ORCaS: Unsupervised Depth Completion via Occluded Region Completion as Supervision¶
Conference: ICLR 2026
OpenReview: https://openreview.net/forum?id=v2skNLbrfF
Code: To be confirmed
Area: 3D Vision
Keywords: Depth completion, unsupervised learning, occluded region completion, inductive bias, Structure-from-Motion
TL;DR¶
ORCaS enables unsupervised depth completion models to predict features of occluded regions—areas invisible to the input view but visible to adjacent views—during training. This forces the model to learn an inductive bias regarding 3D object shapes, outperforming previous state-of-the-art methods on VOID1500 / NYUv2 by an average of 8.91%, with significant leads in cross-dataset generalization and sparse inputs.
Background & Motivation¶
Background: The task of depth completion is to output a dense depth map given an RGB image and a set of sparse points. The authors point out two interpretations: (1) viewing it as interpolation—using sparse points as anchors and image color/texture/edges for regularization to diffuse depth to dense pixels; (2) viewing it as induction—reconstructing a 3D scene from a single image with unknown scale and then using sparse points to calibrate that scale. While seemingly symmetric, they are fundamentally different: the former relies on hand-crafted rules and saturates quickly in new scenes, while the latter is an ill-posed problem requiring an inductive bias to infer 3D structure from a single view.
Limitations of Prior Work: To avoid dependence on expensive ground truth, unsupervised methods use Structure-from-Motion (SfM) reconstruction error as a training signal—warping pixels from adjacent views back to the input view to minimize photometric error. However, these methods typically use generic regularization (e.g., local smoothness). The problem is that these are the same tools used in "interpolation," meaning the model only learns "image-guided depth diffusion" without truly grasping high-level 3D abstractions (object shapes).
Key Challenge: Traditional unsupervised methods use "inverse warping" which only projects points visible in adjacent views back to the input view; occluded regions are discarded. Consequently, the training signal naturally avoids the "unseen parts," which are precisely what would force a model to understand 3D objects rather than just surface textures.
Goal: Find a supervision signal that cannot be modeled by generic regularization, forcing the model to learn a stronger inductive bias about 3D scenes beyond 2D images, thereby improving the fidelity of depth prediction for the input view.

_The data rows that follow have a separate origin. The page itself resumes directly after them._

use thiserror::Error;

use crate::relation::{Connect, Position, RelationId};

/// Error raised by [`RelationOrderer::connect`] in strict mode.
#[derive(Error, Debug, Clone, PartialEq)]
pub enum OrderingError {
    #[error("cannot connect relation {id}: anchor relation {anchor} is not connected")]
    MissingAnchor { id: RelationId, anchor: RelationId },
}

#[derive(Debug, Clone, PartialEq)]
struct Placed {
    id: RelationId,
    order: f64,
}

/// Arranges the links of one relation field.
///
/// Existing links keep their stored order values; connects are placed between
/// them at fractional positions, so a single pass over the mutation input
/// never renumbers rows it does not touch. [`RelationOrderer::order_map`]
/// flattens the fractions back to a dense 1-based sequence at the end.
///
/// Anchors must already be placed when a positioned connect arrives, either
/// as an existing link or by an earlier connect of the same batch. A missing
/// anchor appends at the back, or errors in strict mode.
#[derive(Debug, Clone)]
pub struct RelationOrderer {
    placed: Vec<Placed>,
    strict: bool,
}

impl RelationOrderer {
    /// Start from the links already stored, given as (id, order) pairs.
    pub fn new<I>(existing: I) -> Self
    where
        I: IntoIterator<Item = (RelationId, f64)>,
    {
        Self {
            placed: existing
                .into_iter()
                .map(|(id, order)| Placed { id, order })
                .collect(),
            strict: false,
        }
    }

    /// Error on missing anchors instead of appending at the back.
    pub fn strict(mut self) -> Self {
        self.strict = true;
        self
    }

    /// Place one connect entry. Reconnecting an already placed id moves it.
    pub fn connect(&mut self, connect: &Connect) -> Result<(), OrderingError> {
        self.remove(&connect.id);
        let (index, order) = match &connect.position {
            Some(Position::Before(anchor)) => match self.find(anchor) {
                Some(index) => (index, self.placed[index].order - 0.5),
                None => self.missing_anchor(connect, anchor)?,
            },
            Some(Position::After(anchor)) => match self.find(anchor) {
                Some(index) => (index + 1, self.placed[index].order + 0.5),
                None => self.missing_anchor(connect, anchor)?,
            },
            Some(Position::Start) => (0, 0.5),
            Some(Position::End) | None => self.back(),
        };
        self.placed.insert(
            index,
            Placed {
                id: connect.id.clone(),
                order,
            },
        );
        Ok(())
    }

    /// Remove one link. Unknown ids are ignored.
    pub fn disconnect(&mut self, id: &RelationId) {
        self.remove(id);
    }

    /// The final arrangement with orders renumbered to 1..=n.
    ///
    /// Ties between fractional orders keep their placement order.
    pub fn order_map(&self) -> Vec<(RelationId, f64)> {
        let mut placed: Vec<&Placed> = self.placed.iter().collect();
        placed.sort_by(|a, b| a.order.total_cmp(&b.order));
        placed
            .into_iter()
            .enumerate()
            .map(|(index, entry)| (entry.id.clone(), (index + 1) as f64))
            .collect()
    }

    fn find(&self, id: &RelationId) -> Option<usize> {
        self.placed.iter().position(|entry| &entry.id == id)
    }

    fn remove(&mut self, id: &RelationId) {
        if let Some(index) = self.find(id) {
            self.placed.remove(index);
        }
    }

    fn back(&self) -> (usize, f64) {
        let max = self
            .placed
            .iter()
            .map(|entry| entry.order)
            .fold(0.0_f64, f64::max);
        (self.placed.len(), max + 0.5)
    }

    fn missing_anchor(
        &self,
        connect: &Connect,
        anchor: &RelationId,
    ) -> Result<(usize, f64), OrderingError> {
        if self.strict {
            return Err(OrderingError::MissingAnchor {
                id: connect.id.clone(),
                anchor: anchor.clone(),
            });
        }
        Ok(self.back())
    }
}

#[cfg(test)]
mod tests {
    use super::*;
    use pretty_assertions::assert_eq;

    fn id(n: i64) -> RelationId {
        RelationId::Int(n)
    }

    fn existing(ids: &[i64]) -> RelationOrderer {
        RelationOrderer::new(
            ids.iter()
                .enumerate()
                .map(|(index, n)| (id(*n), (index + 1) as f64)),
        )
    }

    fn orders(orderer: &RelationOrderer) -> Vec<(RelationId, f64)> {
        orderer.order_map()
    }

    #[test]
    fn connects_append_at_the_back_by_default() {
        let mut orderer = existing(&[10, 20]);
        orderer.connect(&Connect::new(30)).unwrap();
        assert_eq!(
            orders(&orderer),
            [(id(10), 1.0), (id(20), 2.0), (id(30), 3.0)]
        );
    }

    #[test]
    fn positioned_connects_land_around_their_anchor() {
        let mut orderer = existing(&[10, 20]);
        orderer
            .connect(&Connect::at(15, Position::Before(id(20))))
            .unwrap();
        orderer
            .connect(&Connect::at(5, Position::Start))
            .unwrap();
        orderer
            .connect(&Connect::at(12, Position::After(id(10))))
            .unwrap();
        assert_eq!(
            orders(&orderer),
            [
                (id(5), 1.0),
                (id(10), 2.0),
                (id(12), 3.0),
                (id(15), 4.0),
                (id(20), 5.0),
            ]
        );
    }

    #[test]
    fn anchors_may_come_from_an_earlier_connect() {
        let mut orderer = existing(&[]);
        orderer.connect(&Connect::new(1)).unwrap();
        orderer
            .connect(&Connect::at(2, Position::Before(id(1))))
            .unwrap();
        assert_eq!(orders(&orderer), [(id(2), 1.0), (id(1), 2.0)]);
    }

    #[test]
    fn reconnecting_moves_an_existing_link() {
        let mut orderer = existing(&[10, 20, 30]);
        orderer
            .connect(&Connect::at(30, Position::Start))
            .unwrap();
        assert_eq!(
            orders(&orderer),
            [(id(30), 1.0), (id(10), 2.0), (id(20), 3.0)]
        );
    }

    #[test]
    fn disconnect_removes_and_renumbers() {
        let mut orderer = existing(&[10, 20, 30]);
        orderer.disconnect(&id(20));
        orderer.disconnect(&id(99));
        assert_eq!(orders(&orderer), [(id(10), 1.0), (id(30), 2.0)]);
    }

    #[test]
    fn missing_anchor_appends_unless_strict() {
        let mut orderer = existing(&[10]);
        orderer
            .connect(&Connect::at(2, Position::After(id(99))))
            .unwrap();
        assert_eq!(orders(&orderer), [(id(10), 1.0), (id(2), 2.0)]);

        let mut orderer = existing(&[10]).strict();
        assert_eq!(
            orderer.connect(&Connect::at(2, Position::After(id(99)))),
            Err(OrderingError::MissingAnchor {
                id: id(2),
                anchor: id(99),
            })
        );
    }
}
//! Per-statement measurement hooks for the sqlx drivers.

use std::{sync::Arc, time::Duration};

pub(crate) type Callback = Arc<dyn Fn(&Info<'_>) + Send + Sync>;

#[allow(unused_imports)]
pub(crate) use inner::metric;

/// What a metric callback learns about one executed statement.
#[derive(Debug)]
pub struct Info<'a> {
    /// Wall clock time spent in the driver
    pub elapsed: Duration,
    /// The statement that ran
    pub statement: &'a crate::Statement,
    /// Whether execution returned an error
    pub failed: bool,
}

mod inner {
    #[allow(unused_macros)]
    macro_rules! metric {
        ($metric_callback:expr, $stmt:expr, $code:block) => {{
            let _start = $metric_callback.is_some().then(std::time::SystemTime::now);
            let res = $code;
            if let (Some(_start), Some(callback)) = (_start, $metric_callback.as_deref()) {
                let info = crate::metric::Info {
                    elapsed: _start.elapsed().unwrap_or_default(),
                    statement: $stmt,
                    failed: res.is_err(),
                };
                callback(&info);
            }
            res
        }};
    }
    pub(crate) use metric;
}
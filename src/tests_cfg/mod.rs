//! Schema fixtures for test cases. Not intended for actual use.

use crate::schema::{
    Attribute, Attributes, Component, ComponentAttr, ContentType, DynamicZoneAttr, JoinTable,
    RelationAttr, RelationKind, SchemaRegistry,
};

fn join_table(
    name: &str,
    source_column: &str,
    target_column: &str,
    order_column: Option<&str>,
    inverse_order_column: Option<&str>,
) -> JoinTable {
    JoinTable {
        name: name.to_owned(),
        source_column: source_column.to_owned(),
        target_column: target_column.to_owned(),
        order_column: order_column.map(str::to_owned),
        inverse_order_column: inverse_order_column.map(str::to_owned),
    }
}

fn relation(
    kind: RelationKind,
    target: Option<&str>,
    inversed_by: Option<&str>,
    mapped_by: Option<&str>,
    join_table: Option<JoinTable>,
) -> Attribute {
    Attribute::Relation(RelationAttr {
        relation: kind,
        target: target.map(str::to_owned),
        inversed_by: inversed_by.map(str::to_owned),
        mapped_by: mapped_by.map(str::to_owned),
        join_table,
    })
}

/// A registry wired like a small blog: articles relate to categories, tags,
/// a writer and themselves, and embed further relations through a component
/// and a dynamic zone. Each bidirectional relation is registered on both
/// sides with the join table described from that side's point of view, so
/// `target_column` always names the foreign key of the attribute's target.
pub fn blog_registry() -> SchemaRegistry {
    let mut registry = SchemaRegistry::new();

    registry.register_content_type(ContentType {
        uid: "api::article.article".to_owned(),
        collection_name: "articles".to_owned(),
        draft_and_publish: true,
        attributes: Attributes::from([
            ("title".to_owned(), Attribute::Scalar),
            (
                "categories".to_owned(),
                relation(
                    RelationKind::ManyToMany,
                    Some("api::category.category"),
                    Some("articles"),
                    None,
                    Some(join_table(
                        "articles_categories_lnk",
                        "article_id",
                        "category_id",
                        Some("category_ord"),
                        Some("article_ord"),
                    )),
                ),
            ),
            (
                "tags".to_owned(),
                relation(
                    RelationKind::ManyToMany,
                    Some("api::tag.tag"),
                    Some("articles"),
                    None,
                    Some(join_table(
                        "articles_tags_lnk",
                        "article_id",
                        "tag_id",
                        Some("tag_ord"),
                        Some("article_ord"),
                    )),
                ),
            ),
            (
                "author".to_owned(),
                relation(
                    RelationKind::ManyToOne,
                    Some("api::writer.writer"),
                    Some("articles"),
                    None,
                    Some(join_table(
                        "articles_author_lnk",
                        "article_id",
                        "author_id",
                        None,
                        Some("article_ord"),
                    )),
                ),
            ),
            (
                "related_articles".to_owned(),
                relation(
                    RelationKind::ManyToMany,
                    Some("api::article.article"),
                    Some("related_articles"),
                    None,
                    Some(join_table(
                        "articles_related_articles_lnk",
                        "article_id",
                        "inv_article_id",
                        Some("article_ord"),
                        Some("inv_article_ord"),
                    )),
                ),
            ),
            (
                "hero_image".to_owned(),
                relation(
                    RelationKind::OneToOne,
                    Some("api::file.file"),
                    None,
                    None,
                    Some(join_table(
                        "articles_hero_image_lnk",
                        "article_id",
                        "file_id",
                        None,
                        None,
                    )),
                ),
            ),
            (
                "seo".to_owned(),
                Attribute::Component(ComponentAttr {
                    component: "shared.seo".to_owned(),
                    repeatable: false,
                }),
            ),
            (
                "blocks".to_owned(),
                Attribute::DynamicZone(DynamicZoneAttr {
                    components: vec!["shared.seo".to_owned(), "shared.gallery".to_owned()],
                }),
            ),
        ]),
    });

    registry.register_content_type(ContentType {
        uid: "api::category.category".to_owned(),
        collection_name: "categories".to_owned(),
        draft_and_publish: true,
        attributes: Attributes::from([
            ("name".to_owned(), Attribute::Scalar),
            (
                "articles".to_owned(),
                relation(
                    RelationKind::ManyToMany,
                    Some("api::article.article"),
                    None,
                    Some("categories"),
                    Some(join_table(
                        "articles_categories_lnk",
                        "category_id",
                        "article_id",
                        Some("article_ord"),
                        Some("category_ord"),
                    )),
                ),
            ),
        ]),
    });

    registry.register_content_type(ContentType {
        uid: "api::tag.tag".to_owned(),
        collection_name: "tags".to_owned(),
        draft_and_publish: false,
        attributes: Attributes::from([
            ("label".to_owned(), Attribute::Scalar),
            (
                "articles".to_owned(),
                relation(
                    RelationKind::ManyToMany,
                    Some("api::article.article"),
                    None,
                    Some("tags"),
                    Some(join_table(
                        "articles_tags_lnk",
                        "tag_id",
                        "article_id",
                        Some("article_ord"),
                        Some("tag_ord"),
                    )),
                ),
            ),
        ]),
    });

    registry.register_content_type(ContentType {
        uid: "api::writer.writer".to_owned(),
        collection_name: "writers".to_owned(),
        draft_and_publish: false,
        attributes: Attributes::from([
            ("name".to_owned(), Attribute::Scalar),
            (
                "articles".to_owned(),
                relation(
                    RelationKind::OneToMany,
                    Some("api::article.article"),
                    None,
                    Some("author"),
                    Some(join_table(
                        "articles_author_lnk",
                        "author_id",
                        "article_id",
                        Some("article_ord"),
                        None,
                    )),
                ),
            ),
        ]),
    });

    registry.register_content_type(ContentType {
        uid: "api::file.file".to_owned(),
        collection_name: "files".to_owned(),
        draft_and_publish: false,
        attributes: Attributes::from([
            ("name".to_owned(), Attribute::Scalar),
            (
                "related".to_owned(),
                relation(RelationKind::MorphToMany, None, None, None, None),
            ),
        ]),
    });

    registry.register_component(Component {
        uid: "shared.seo".to_owned(),
        collection_name: "components_shared_seos".to_owned(),
        attributes: Attributes::from([
            ("meta_title".to_owned(), Attribute::Scalar),
            (
                "og_image".to_owned(),
                relation(
                    RelationKind::OneToOne,
                    Some("api::file.file"),
                    None,
                    None,
                    None,
                ),
            ),
        ]),
    });

    registry.register_component(Component {
        uid: "shared.gallery".to_owned(),
        collection_name: "components_shared_galleries".to_owned(),
        attributes: Attributes::from([
            ("caption".to_owned(), Attribute::Scalar),
            (
                "images".to_owned(),
                relation(
                    RelationKind::OneToMany,
                    Some("api::file.file"),
                    None,
                    None,
                    None,
                ),
            ),
        ]),
    });

    registry
}
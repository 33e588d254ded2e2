use std::collections::{BTreeMap, BTreeSet};

use itertools::{Either, Itertools};
use sea_query::{Alias, Expr, Query};
use tracing::instrument;

use crate::relation::RelationId;
use crate::schema::{DOCUMENT_ID_COLUMN, ID_COLUMN, LOCALE_COLUMN, PUBLISHED_AT_COLUMN, SchemaRegistry};
use crate::{ConnectionTrait, DbErr};

/// Which version of a document an id lookup should land on.
#[derive(Debug, Clone, Copy, PartialEq, Eq)]
pub enum DocumentStatus {
    Draft,
    Published,
}

/// Resolve raw relation ids to entry row ids for the content type `uid`.
///
/// Numeric ids pass through untouched. String ids are document ids and
/// resolve through one `SELECT` against the target's entry table, filtered to
/// the requested status and, when given, locale. Document ids without a
/// matching entry are simply absent from the result; when several entries
/// share a document id (a locale was not given) the last row returned wins.
#[instrument(level = "trace", skip(db, registry))]
pub async fn resolve_entry_ids<C>(
    db: &C,
    registry: &SchemaRegistry,
    uid: &str,
    ids: &[RelationId],
    status: DocumentStatus,
    locale: Option<&str>,
) -> Result<BTreeMap<RelationId, i64>, DbErr>
where
    C: ConnectionTrait,
{
    let Some(content_type) = registry.content_type(uid) else {
        return Err(DbErr::Custom(format!("unknown content type '{uid}'")));
    };

    let (passthrough, documents): (Vec<i64>, BTreeSet<String>) =
        ids.iter().partition_map(|id| match id {
            RelationId::Int(id) => Either::Left(*id),
            RelationId::Str(document_id) => Either::Right(document_id.clone()),
        });

    let mut resolved = BTreeMap::new();
    for id in passthrough {
        resolved.insert(RelationId::Int(id), id);
    }
    if documents.is_empty() {
        return Ok(resolved);
    }

    let mut query = Query::select();
    query
        .column(Alias::new(ID_COLUMN))
        .column(Alias::new(DOCUMENT_ID_COLUMN))
        .from(Alias::new(&content_type.collection_name))
        .and_where(Expr::col(Alias::new(DOCUMENT_ID_COLUMN)).is_in(documents))
        .and_where(match status {
            DocumentStatus::Draft => Expr::col(Alias::new(PUBLISHED_AT_COLUMN)).is_null(),
            DocumentStatus::Published => Expr::col(Alias::new(PUBLISHED_AT_COLUMN)).is_not_null(),
        });
    if let Some(locale) = locale {
        query.and_where(Expr::col(Alias::new(LOCALE_COLUMN)).eq(locale));
    }

    let rows = db.query_all(db.get_database_backend().build(&query)).await?;
    for row in rows {
        let id: i64 = row.try_get("", ID_COLUMN)?;
        let document_id: String = row.try_get("", DOCUMENT_ID_COLUMN)?;
        resolved.insert(RelationId::Str(document_id), id);
    }
    Ok(resolved)
}
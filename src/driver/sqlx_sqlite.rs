use std::{future::Future, pin::Pin, sync::Arc};

use sqlx::{
    Connection, SqlitePool,
    sqlite::{SqliteConnectOptions, SqliteQueryResult, SqliteRow},
};

use sea_query::Values;
use sea_query_binder::SqlxValues;
use tracing::instrument;

use crate::{
    AccessMode, ConnectOptions, DatabaseConnection, DatabaseTransaction, DbBackend, DbErr,
    ExecResult, ExecResultHolder, IsolationLevel, QueryResult, QueryResultRow, Statement,
    TransactionError, debug_print, error::*,
};

/// Defines the [sqlx::sqlite] connector
#[derive(Debug)]
pub struct SqlxSqliteConnector;

/// Defines a sqlx SQLite pool
#[derive(Clone)]
pub struct SqlxSqlitePoolConnection {
    pub(crate) pool: SqlitePool,
    metric_callback: Option<crate::metric::Callback>,
}

impl std::fmt::Debug for SqlxSqlitePoolConnection {
    fn fmt(&self, f: &mut std::fmt::Formatter<'_>) -> std::fmt::Result {
        write!(f, "SqlxSqlitePoolConnection {{ pool: {:?} }}", self.pool)
    }
}

impl SqlxSqliteConnector {
    /// Check if the URI provided corresponds to `sqlite:` for a SQLite database
    pub fn accepts(string: &str) -> bool {
        DbBackend::Sqlite.is_prefix_of(string)
    }

    /// Add configuration options for the SQLite database
    #[instrument(level = "trace")]
    pub async fn connect(mut options: ConnectOptions) -> Result<DatabaseConnection, DbErr> {
        let mut opt = options
            .url
            .parse::<SqliteConnectOptions>()
            .map_err(sqlx_error_to_conn_err)?;
        use sqlx::ConnectOptions as _;
        if !options.sqlx_logging {
            opt = opt.disable_statement_logging();
        } else {
            opt = opt.log_statements(options.sqlx_logging_level);
            if options.sqlx_slow_statements_logging_level != log::LevelFilter::Off {
                opt = opt.log_slow_statements(
                    options.sqlx_slow_statements_logging_level,
                    options.sqlx_slow_statements_logging_threshold,
                );
            }
        }
        // by default sqlite creates a new in-memory database for each connection,
        // so the pool must be capped to a single connection unless told otherwise
        if options.get_max_connections().is_none() {
            options.max_connections(1);
        }
        let pool = if options.connect_lazy {
            options.sqlx_pool_options().connect_lazy_with(opt)
        } else {
            options
                .sqlx_pool_options()
                .connect_with(opt)
                .await
                .map_err(sqlx_error_to_conn_err)?
        };
        Ok(DatabaseConnection::SqlxSqlitePoolConnection(
            SqlxSqlitePoolConnection {
                pool,
                metric_callback: None,
            },
        ))
    }

    /// Instantiate a sqlx pool connection to a [DatabaseConnection]
    pub fn from_sqlx_sqlite_pool(pool: SqlitePool) -> DatabaseConnection {
        DatabaseConnection::SqlxSqlitePoolConnection(SqlxSqlitePoolConnection {
            pool,
            metric_callback: None,
        })
    }
}

impl SqlxSqlitePoolConnection {
    /// Execute a [Statement] on a SQLite backend
    #[instrument(level = "trace")]
    pub async fn execute(&self, stmt: Statement) -> Result<ExecResult, DbErr> {
        debug_print!("{}", stmt);

        let query = sqlx_query(&stmt);
        let mut conn = self
            .pool
            .acquire()
            .await
            .map_err(sqlx_error_to_acquire_err)?;
        crate::metric::metric!(self.metric_callback, &stmt, {
            match query.execute(&mut *conn).await {
                Ok(res) => Ok(res.into()),
                Err(err) => Err(sqlx_error_to_exec_err(err)),
            }
        })
    }

    /// Get one result from a SQL query. Returns [Option::None] if no match was found
    #[instrument(level = "trace")]
    pub async fn query_one(&self, stmt: Statement) -> Result<Option<QueryResult>, DbErr> {
        debug_print!("{}", stmt);

        let query = sqlx_query(&stmt);
        let mut conn = self
            .pool
            .acquire()
            .await
            .map_err(sqlx_error_to_acquire_err)?;
        crate::metric::metric!(self.metric_callback, &stmt, {
            match query.fetch_one(&mut *conn).await {
                Ok(row) => Ok(Some(row.into())),
                Err(sqlx::Error::RowNotFound) => Ok(None),
                Err(err) => Err(sqlx_error_to_query_err(err)),
            }
        })
    }

    /// Get the results of a query returning them as a Vec<[QueryResult]>
    #[instrument(level = "trace")]
    pub async fn query_all(&self, stmt: Statement) -> Result<Vec<QueryResult>, DbErr> {
        debug_print!("{}", stmt);

        let query = sqlx_query(&stmt);
        let mut conn = self
            .pool
            .acquire()
            .await
            .map_err(sqlx_error_to_acquire_err)?;
        crate::metric::metric!(self.metric_callback, &stmt, {
            match query.fetch_all(&mut *conn).await {
                Ok(rows) => Ok(rows.into_iter().map(|r| r.into()).collect()),
                Err(err) => Err(sqlx_error_to_query_err(err)),
            }
        })
    }

    /// Bundle a set of SQL statements that execute together
    #[instrument(level = "trace")]
    pub async fn begin(
        &self,
        isolation_level: Option<IsolationLevel>,
        access_mode: Option<AccessMode>,
    ) -> Result<DatabaseTransaction, DbErr> {
        let conn = self
            .pool
            .acquire()
            .await
            .map_err(sqlx_error_to_acquire_err)?;
        DatabaseTransaction::new_sqlite(
            conn,
            self.metric_callback.clone(),
            isolation_level,
            access_mode,
        )
        .await
    }

    /// Create a SQLite transaction
    #[instrument(level = "trace", skip(callback))]
    pub async fn transaction<F, T, E>(
        &self,
        callback: F,
        isolation_level: Option<IsolationLevel>,
        access_mode: Option<AccessMode>,
    ) -> Result<T, TransactionError<E>>
    where
        F: for<'b> FnOnce(
                &'b DatabaseTransaction,
            ) -> Pin<Box<dyn Future<Output = Result<T, E>> + Send + 'b>>
            + Send,
        T: Send,
        E: std::error::Error + Send,
    {
        let conn = self
            .pool
            .acquire()
            .await
            .map_err(|e| TransactionError::Connection(sqlx_error_to_acquire_err(e)))?;
        let transaction = DatabaseTransaction::new_sqlite(
            conn,
            self.metric_callback.clone(),
            isolation_level,
            access_mode,
        )
        .await
        .map_err(TransactionError::Connection)?;
        transaction.run(callback).await
    }

    /// Checks if a connection to the database is still valid
    pub async fn ping(&self) -> Result<(), DbErr> {
        let mut conn = self
            .pool
            .acquire()
            .await
            .map_err(sqlx_error_to_acquire_err)?;
        conn.ping().await.map_err(sqlx_error_to_conn_err)
    }

    /// Explicitly close the SQLite connection
    pub async fn close(self) -> Result<(), DbErr> {
        self.pool.close().await;
        Ok(())
    }

    /// Set a metric callback on this connection
    pub fn set_metric_callback<F>(&mut self, callback: F)
    where
        F: Fn(&crate::metric::Info<'_>) + Send + Sync + 'static,
    {
        self.metric_callback = Some(Arc::new(callback));
    }
}

impl From<SqliteRow> for QueryResult {
    fn from(row: SqliteRow) -> QueryResult {
        QueryResult {
            row: QueryResultRow::SqlxSqlite(row),
        }
    }
}

impl From<SqliteQueryResult> for ExecResult {
    fn from(result: SqliteQueryResult) -> ExecResult {
        ExecResult {
            result: ExecResultHolder::SqlxSqlite(result),
        }
    }
}

pub(crate) fn sqlx_query(stmt: &Statement) -> sqlx::query::Query<'_, sqlx::Sqlite, SqlxValues> {
    let values = stmt.values.clone().unwrap_or_else(|| Values(Vec::new()));
    sqlx::query_with(&stmt.sql, SqlxValues(values))
}

pub(crate) fn set_transaction_config(
    isolation_level: Option<IsolationLevel>,
    access_mode: Option<AccessMode>,
) -> Result<(), DbErr> {
    if isolation_level.is_some() {
        return Err(conn_err(
            "Setting isolation level in a SQLite transaction isn't supported",
        ));
    }
    if access_mode.is_some() {
        return Err(conn_err(
            "Setting access mode in a SQLite transaction isn't supported",
        ));
    }
    Ok(())
}
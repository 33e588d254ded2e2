mod execute;
mod query;

pub use execute::*;
pub use query::*;
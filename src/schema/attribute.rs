use serde::{Deserialize, Serialize};
use strum::EnumIter;

/// A single attribute in a content type or component schema.
///
/// Only the attribute families that influence relation handling are modelled
/// in full; every other attribute type collapses into [Attribute::Scalar].
#[derive(Debug, Clone, PartialEq, Serialize, Deserialize)]
#[serde(tag = "type", rename_all = "camelCase")]
pub enum Attribute {
    /// A relation to another content type
    Relation(RelationAttr),
    /// A nested component, possibly repeatable
    Component(ComponentAttr),
    /// A dynamic zone holding a heterogeneous list of components
    #[serde(rename = "dynamiczone")]
    DynamicZone(DynamicZoneAttr),
    /// Any scalar attribute (string, number, date, ...)
    #[serde(other)]
    Scalar,
}

/// The kind of a relation attribute
#[derive(Debug, Copy, Clone, PartialEq, Eq, Serialize, Deserialize, EnumIter)]
#[serde(rename_all = "camelCase")]
pub enum RelationKind {
    OneToOne,
    OneToMany,
    ManyToOne,
    ManyToMany,
    MorphOne,
    MorphMany,
    MorphToOne,
    MorphToMany,
}

/// A relation attribute as declared in a schema
#[derive(Debug, Clone, PartialEq, Serialize, Deserialize)]
#[serde(rename_all = "camelCase")]
pub struct RelationAttr {
    /// The relation kind
    pub relation: RelationKind,
    /// Uid of the related content type; morph relations have none
    #[serde(default, skip_serializing_if = "Option::is_none")]
    pub target: Option<String>,
    /// Name of the attribute on the target owning the relation, if this side owns it
    #[serde(default, skip_serializing_if = "Option::is_none")]
    pub inversed_by: Option<String>,
    /// Name of the owning attribute on the target, if this is the inverse side
    #[serde(default, skip_serializing_if = "Option::is_none")]
    pub mapped_by: Option<String>,
    /// The join table backing this relation, if it joins through one
    #[serde(default, skip_serializing_if = "Option::is_none")]
    pub join_table: Option<JoinTable>,
}

/// Describes the join table backing a relation.
///
/// `source_column` holds the id of the entry owning the relation and
/// `target_column` the id of the related entry. The optional order columns
/// store the position of the related entry as seen from either side.
#[derive(Debug, Clone, PartialEq, Serialize, Deserialize)]
#[serde(rename_all = "camelCase")]
pub struct JoinTable {
    /// Table name
    pub name: String,
    /// Column referencing the owning entry
    pub source_column: String,
    /// Column referencing the related entry
    pub target_column: String,
    /// Ordering of related entries as seen from the owning side
    #[serde(default, skip_serializing_if = "Option::is_none")]
    pub order_column: Option<String>,
    /// Ordering of owning entries as seen from the related side
    #[serde(default, skip_serializing_if = "Option::is_none")]
    pub inverse_order_column: Option<String>,
}

/// A component attribute as declared in a schema
#[derive(Debug, Clone, PartialEq, Serialize, Deserialize)]
#[serde(rename_all = "camelCase")]
pub struct ComponentAttr {
    /// Uid of the component schema
    pub component: String,
    /// Whether the attribute holds a list of component values
    #[serde(default)]
    pub repeatable: bool,
}

/// A dynamic zone attribute as declared in a schema
#[derive(Debug, Clone, PartialEq, Serialize, Deserialize)]
#[serde(rename_all = "camelCase")]
pub struct DynamicZoneAttr {
    /// Uids of the component schemas allowed in this zone
    pub components: Vec<String>,
}

impl Attribute {
    /// Get the relation declaration, if this attribute is a relation
    pub fn as_relation(&self) -> Option<&RelationAttr> {
        match self {
            Attribute::Relation(relation) => Some(relation),
            _ => None,
        }
    }
}

impl RelationAttr {
    /// A relation is bidirectional when either side names the other
    pub fn is_bidirectional(&self) -> bool {
        self.inversed_by.is_some() || self.mapped_by.is_some()
    }

    /// Whether this relation points at the given content type
    pub fn targets(&self, uid: &str) -> bool {
        self.target.as_deref() == Some(uid)
    }

    /// Morph relations join through a polymorphic table and carry no fixed target
    pub fn is_morph(&self) -> bool {
        matches!(
            self.relation,
            RelationKind::MorphOne
                | RelationKind::MorphMany
                | RelationKind::MorphToOne
                | RelationKind::MorphToMany
        )
    }
}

Key Insight: The authors take the opposite approach—if depth completion only requires estimating visible surfaces, why predict occluded regions? Because predicting occlusions forces the model to represent observations in 3D (rather than conventional 2D feature maps). This offers two benefits: once the 3D shape of an object is known, assigning it a metric scale requires only a single sparse point, making the model insensitive to point cloud density; simultaneously, predicting unseen parts fosters higher-level abstractions of "objects," improving generalization.
Core Idea: Treat "occluded region completion" as the supervision signal (Occluded Region Completion as Supervision, ORCaS). During training, 3D features from the input view are warped to an adjacent view; voxels left "empty" due to occlusion are completed by a context extrapolation module and supervised by actual features from the adjacent view. During inference, this learned bias enhances the input view features.
Method¶
Overall Architecture¶
The input for ORCaS is identical to standard depth completion: an RGB image \(I\) and a set of sparse depths \(z\) projected onto the image plane, outputting dense depth \(\hat{d}=f(I,z)\). The difference lies entirely in training: beyond reconstructing the input view from adjacent views, it reciprocally uses the input view to predict features of adjacent views, obtaining supervision signals in both latent and output spaces.
The pipeline works as follows: First, the image and sparse depth are encoded into 2D feature maps, predicting a probability distribution across \(D\) depth planes for each pixel to "broadcast" 2D features into a 3D voxel volume (3D Broadcast). Next, a relative pose \(g_{\tau\leftarrow t}\) from input view \(t\) to adjacent view \(\tau\) is used to rigidly warp this 3D volume (3D Feature Warping). Since this only covers co-visible regions, locations occluded in view \(t\) but visible in \(\tau\) appear as "holes." These empty voxels are extrapolated by the ConteXt Block based on surrounding visible features to obtain predicted adjacent features \(\hat{F}_\tau\). Finally, ground truth features \(F_\tau\) encoded directly from the adjacent view supervise this prediction (ORCaS Loss). During inference, the input view is used with an identity pose (warping becomes identity), and the learned bias from ConteXt is used to "modulate" the input view features, which are then decoded into a depth map via 3D→2D projection.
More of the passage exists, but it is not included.